On Wed, Dec 02, 2015 at 01:31:38PM +0100, Michael Wang wrote:
> It's not my work or your work... it's a defect in the module and maintainer
> should take responsibility on fixing it, correct?

Well, you said "actually we just want to get rid of this annoying report
on obj won't leak..."

It sounds to me like you want to have something fixed. So you do the
patch properly, add to the commit message why exactly you're doing it
and test it. Like everyone else.

--
Regards/Gruss,
Boris.

ECO tip #101: Trim your mails when you reply.

2015-12-02 12:56:40

by Joerg Roedel

[permalink] [raw]
Subject: Re: [RFC PATCH v2] iommu/amd: gray the 'irq_remap_table' object for kmemleak

On Wed, Dec 02, 2015 at 01:31:38PM +0100, Michael Wang wrote:
> It's not my work or your work... it's a defect in the module and maintainer
> should take responsibility on fixing it, correct?
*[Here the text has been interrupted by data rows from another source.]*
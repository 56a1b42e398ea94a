use tonic_build::manual::{Builder, Method, Service};

const PROST_CODEC: &str = "tonic::codec::ProstCodec";

fn main() {
    let ping = Service::builder()
        .name("PingService")
        .package("ping.v1")
        .method(
            Method::builder()
                .name("ping")
                .route_name("Ping")
                .input_type("crate::ping::v1::LastUserPingRequest")
                .output_type("crate::ping::v1::PingResponse")
                .codec_path(PROST_CODEC)
                .build(),
        )
        .build();

    let id_checker = Service::builder()
        .name("IdCheckerService")
        .package("id_checker.v1")
        .method(
            Method::builder()
                .name("check_id")
                .route_name("CheckId")
                .input_type("crate::id_checker::v1::CheckIdRequest")
                .output_type("crate::id_checker::v1::CheckIdResponse")
                .codec_path(PROST_CODEC)
                .build(),
        )
        .build();

    Builder::new().compile(&[ping, id_checker]);
}
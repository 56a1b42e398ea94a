use std::sync::{Arc, Mutex};

use anyhow::Result;
use chrono::{DateTime, Duration, TimeZone, Utc};

use crate::config::StoreConfig;
use crate::presence::store::{FaultPoint, MemoryPresenceStore, PresenceStore};
use crate::presence::{PresenceRecord, PresenceService, StoreError};

fn service_with(store: &MemoryPresenceStore) -> PresenceService {
    PresenceService::new(Arc::new(store.clone()), StoreConfig::default())
}

fn at(seconds: i64) -> DateTime<Utc> {
    Utc.timestamp_opt(seconds, 0)
        .single()
        .unwrap_or(DateTime::UNIX_EPOCH)
}

fn stepping_clock(times: Vec<DateTime<Utc>>) -> crate::presence::service::Clock {
    let times = Arc::new(Mutex::new(times.into_iter()));
    Arc::new(move || {
        times
            .lock()
            .ok()
            .and_then(|mut times| times.next())
            .unwrap_or_else(Utc::now)
    })
}

#[tokio::test]
async fn first_record_lands_inside_the_call_window() -> Result<()> {
    let store = MemoryPresenceStore::new();
    let presence = service_with(&store);

    let started = Utc::now();
    presence.record_presence("user-1").await?;
    let finished = Utc::now();

    let record = presence.get_presence("user-1").await?;
    assert_eq!(record.user_id, "user-1");
    assert!(record.last_seen >= started);
    assert!(record.last_seen <= finished);
    assert_eq!(store.open_connections(), 0);
    Ok(())
}

#[tokio::test]
async fn second_write_refreshes_the_single_record() -> Result<()> {
    let store = MemoryPresenceStore::new();
    let presence = service_with(&store).with_clock(stepping_clock(vec![at(1_000), at(2_000)]));

    let first = presence.record_presence("user-1").await?;
    let second = presence.record_presence("user-1").await?;
    assert_eq!(first.last_seen, at(1_000));
    assert_eq!(second.last_seen, at(2_000));

    let records = store.records(&StoreConfig::default()).await;
    assert_eq!(records, vec![PresenceRecord::new("user-1", at(2_000))]);
    assert_eq!(presence.get_presence("user-1").await?.last_seen, at(2_000));
    Ok(())
}

#[tokio::test]
async fn refresh_never_moves_last_seen_backwards() -> Result<()> {
    let store = MemoryPresenceStore::new();
    store
        .seed(
            &StoreConfig::default(),
            PresenceRecord::new("user-1", at(5_000)),
        )
        .await;
    let presence = service_with(&store).with_clock(stepping_clock(vec![at(4_000)]));

    let written = presence.record_presence("user-1").await?;
    assert_eq!(written.last_seen, at(5_000));
    Ok(())
}

#[tokio::test]
async fn lookup_miss_is_an_empty_record_not_an_error() -> Result<()> {
    let store = MemoryPresenceStore::new();
    let presence = service_with(&store);

    let record = presence.get_presence("nobody").await?;
    assert!(record.is_empty());
    assert_eq!(record.last_seen.timestamp(), 0);
    assert_eq!(store.open_connections(), 0);
    Ok(())
}

#[tokio::test]
async fn records_are_scoped_to_database_and_collection() -> Result<()> {
    let store = MemoryPresenceStore::new();
    let other = StoreConfig {
        collection: "ping_archive".to_string(),
        ..StoreConfig::default()
    };
    PresenceService::new(Arc::new(store.clone()), other.clone())
        .record_presence("user-1")
        .await?;

    assert!(service_with(&store).get_presence("user-1").await?.is_empty());
    assert_eq!(store.records(&other).await.len(), 1);
    Ok(())
}

#[tokio::test]
async fn connect_failure_short_circuits_before_any_read() -> Result<()> {
    let store = MemoryPresenceStore::new();
    store.set_fault(FaultPoint::Connect, true);
    let presence = service_with(&store);

    let error = presence
        .record_presence("user-1")
        .await
        .expect_err("connect fault should surface");
    assert!(matches!(error, StoreError::Connection(_)));
    assert_eq!(store.connect_count(), 0);

    store.set_fault(FaultPoint::Connect, false);
    assert!(presence.get_presence("user-1").await?.is_empty());
    Ok(())
}

#[tokio::test]
async fn operation_failures_surface_and_release_the_connection() -> Result<()> {
    let store = MemoryPresenceStore::new();
    let presence = service_with(&store);

    store.set_fault(FaultPoint::Insert, true);
    let error = presence
        .record_presence("user-1")
        .await
        .expect_err("insert fault should surface");
    assert!(matches!(error, StoreError::Db(_)));
    assert_eq!(store.open_connections(), 0);
    store.set_fault(FaultPoint::Insert, false);

    presence.record_presence("user-1").await?;

    store.set_fault(FaultPoint::Update, true);
    let error = presence
        .record_presence("user-1")
        .await
        .expect_err("update fault should surface");
    assert!(matches!(error, StoreError::Db(_)));
    assert_eq!(store.open_connections(), 0);
    store.set_fault(FaultPoint::Update, false);

    store.set_fault(FaultPoint::Find, true);
    assert!(presence.record_presence("user-1").await.is_err());
    assert!(presence.get_presence("user-1").await.is_err());
    assert_eq!(store.open_connections(), 0);
    assert_eq!(store.connect_count(), 5);
    Ok(())
}

#[tokio::test]
async fn memory_store_enforces_one_record_per_user() -> Result<()> {
    let store = MemoryPresenceStore::new();
    let config = StoreConfig::default();
    let connection = store.connect(&config).await?;

    connection
        .insert_one(&PresenceRecord::new("user-1", at(1)))
        .await?;
    let duplicate = connection
        .insert_one(&PresenceRecord::new("user-1", at(2)))
        .await
        .expect_err("duplicate insert");
    assert!(matches!(duplicate, StoreError::Conflict(_)));

    let missing = connection
        .update_one("user-2", at(3))
        .await
        .expect_err("update of unknown user");
    assert!(matches!(missing, StoreError::NotFound(_)));

    connection.disconnect().await?;
    connection.disconnect().await?;
    assert_eq!(store.open_connections(), 0);
    assert!(connection.find_one("user-1").await.is_err());
    Ok(())
}

#[tokio::test]
async fn dropped_connection_is_released() -> Result<()> {
    let store = MemoryPresenceStore::new();
    let connection = store.connect(&StoreConfig::default()).await?;
    assert_eq!(store.open_connections(), 1);
    drop(connection);
    assert_eq!(store.open_connections(), 0);
    Ok(())
}

#[tokio::test]
async fn first_write_uses_the_service_clock() -> Result<()> {
    let store = MemoryPresenceStore::new();
    let fixed = Utc::now() - Duration::hours(1);
    let presence = service_with(&store).with_clock(stepping_clock(vec![fixed]));

    presence.record_presence("user-1").await?;
    assert_eq!(presence.get_presence("user-1").await?.last_seen, fixed);
    Ok(())
}
//! Last-seen bookkeeping for user identities.
//!
//! [`service::PresenceService`] owns the insert-or-refresh decision and talks to
//! storage only through the [`store::PresenceStore`] port.

use chrono::{DateTime, Utc};

pub mod service;
pub mod store;

#[cfg(test)]
mod tests;

pub use service::PresenceService;
pub use store::{
    FaultPoint, MemoryPresenceStore, PostgresPresenceStore, PresenceConnection, PresenceStore,
    StoreError,
};

/// One user's most recent activity time. At most one exists per `user_id`.
#[derive(Debug, Clone, PartialEq, Eq)]
pub struct PresenceRecord {
    pub user_id: String,
    pub last_seen: DateTime<Utc>,
}

impl PresenceRecord {
    pub fn new(user_id: impl Into<String>, last_seen: DateTime<Utc>) -> Self {
        Self {
            user_id: user_id.into(),
            last_seen,
        }
    }

    /// Zero value returned for a lookup miss.
    pub fn empty() -> Self {
        Self {
            user_id: String::new(),
            last_seen: DateTime::UNIX_EPOCH,
        }
    }

    pub fn is_empty(&self) -> bool {
        self.user_id.is_empty()
    }
}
No, its a false positive from an in-kernel checking tool, the iommu
driver is correct. You just sent a patch to silence the false positive
report.

> We're very willing to help, but as I mentioned we are out of resource for
> testing at this moment, but we can send you a new patch without testing,
> will that works for you?

This should be testable on any AMD IOMMU system with working interrupt
remapping. I will probably have no time to test this, if you really
can't test yourself, try to get a Tested-by from someone else.



Joerg

2015-12-02 13:01:59

by Michael Wang

[permalink] [raw]
Subject: Re: [RFC PATCH v2] iommu/amd: gray the 'irq_remap_table' object for kmemleak



On 12/02/2015 01:53 PM, Borislav Petkov wrote:
> On Wed, Dec 02, 2015 at 01:31:38PM +0100, Michael Wang wrote:
>> It's not my work or your work... it's a defect in the module and maintainer
>> should take responsibility on fixing it, correct?
>
> Well, you said "actually we just want to get rid of this annoying report
> on obj won't leak..."
>
> It sounds to me like you want to have something fixed. So you do the
> patch properly, add to the commit message why exactly you're doing it
> and test it. Like everyone else.

Yeah.. it's a little complicated since we have our own kernel tree and this
won't be a problem for us, but we really prefer to help fix it in mainline
too, as long as this is really a defect, so others could save time on research
in future.

But seems like we can only wait for another chance to confirm the another
solution, frankly speaking I think we both will forgot this soon... fortunately
it's not that critical :-P

Regards,
Michael Wang

>

2015-12-02 13:07:56

by Michael Wang

[permalink] [raw]
Subject: Re: [RFC PATCH v2] iommu/amd: gray the 'irq_remap_table' object for kmemleak


On 12/02/2015 01:56 PM, Joerg Roedel wrote:
> On Wed, Dec 02, 2015 at 01:31:38PM +0100, Michael Wang wrote:
>> It's not my work or your work... it's a defect in the module and maintainer
>> should take responsibility on fixing it, correct?
>
> No, its a false positive from an in-kernel checking tool, the iommu
> driver is correct. You just sent a patch to silence the false positive
> report.

Yeah, but caused by the driver :-P and have to be fixed in there too.

>
>> We're very willing to help, but as I mentioned we are out of resource for
>> testing at this moment, but we can send you a new patch without testing,
>> will that works for you?
>
> This should be testable on any AMD IOMMU system with working interrupt
> remapping. I will probably have no time to test this, if you really
> can't test yourself, try to get a Tested-by from someone else.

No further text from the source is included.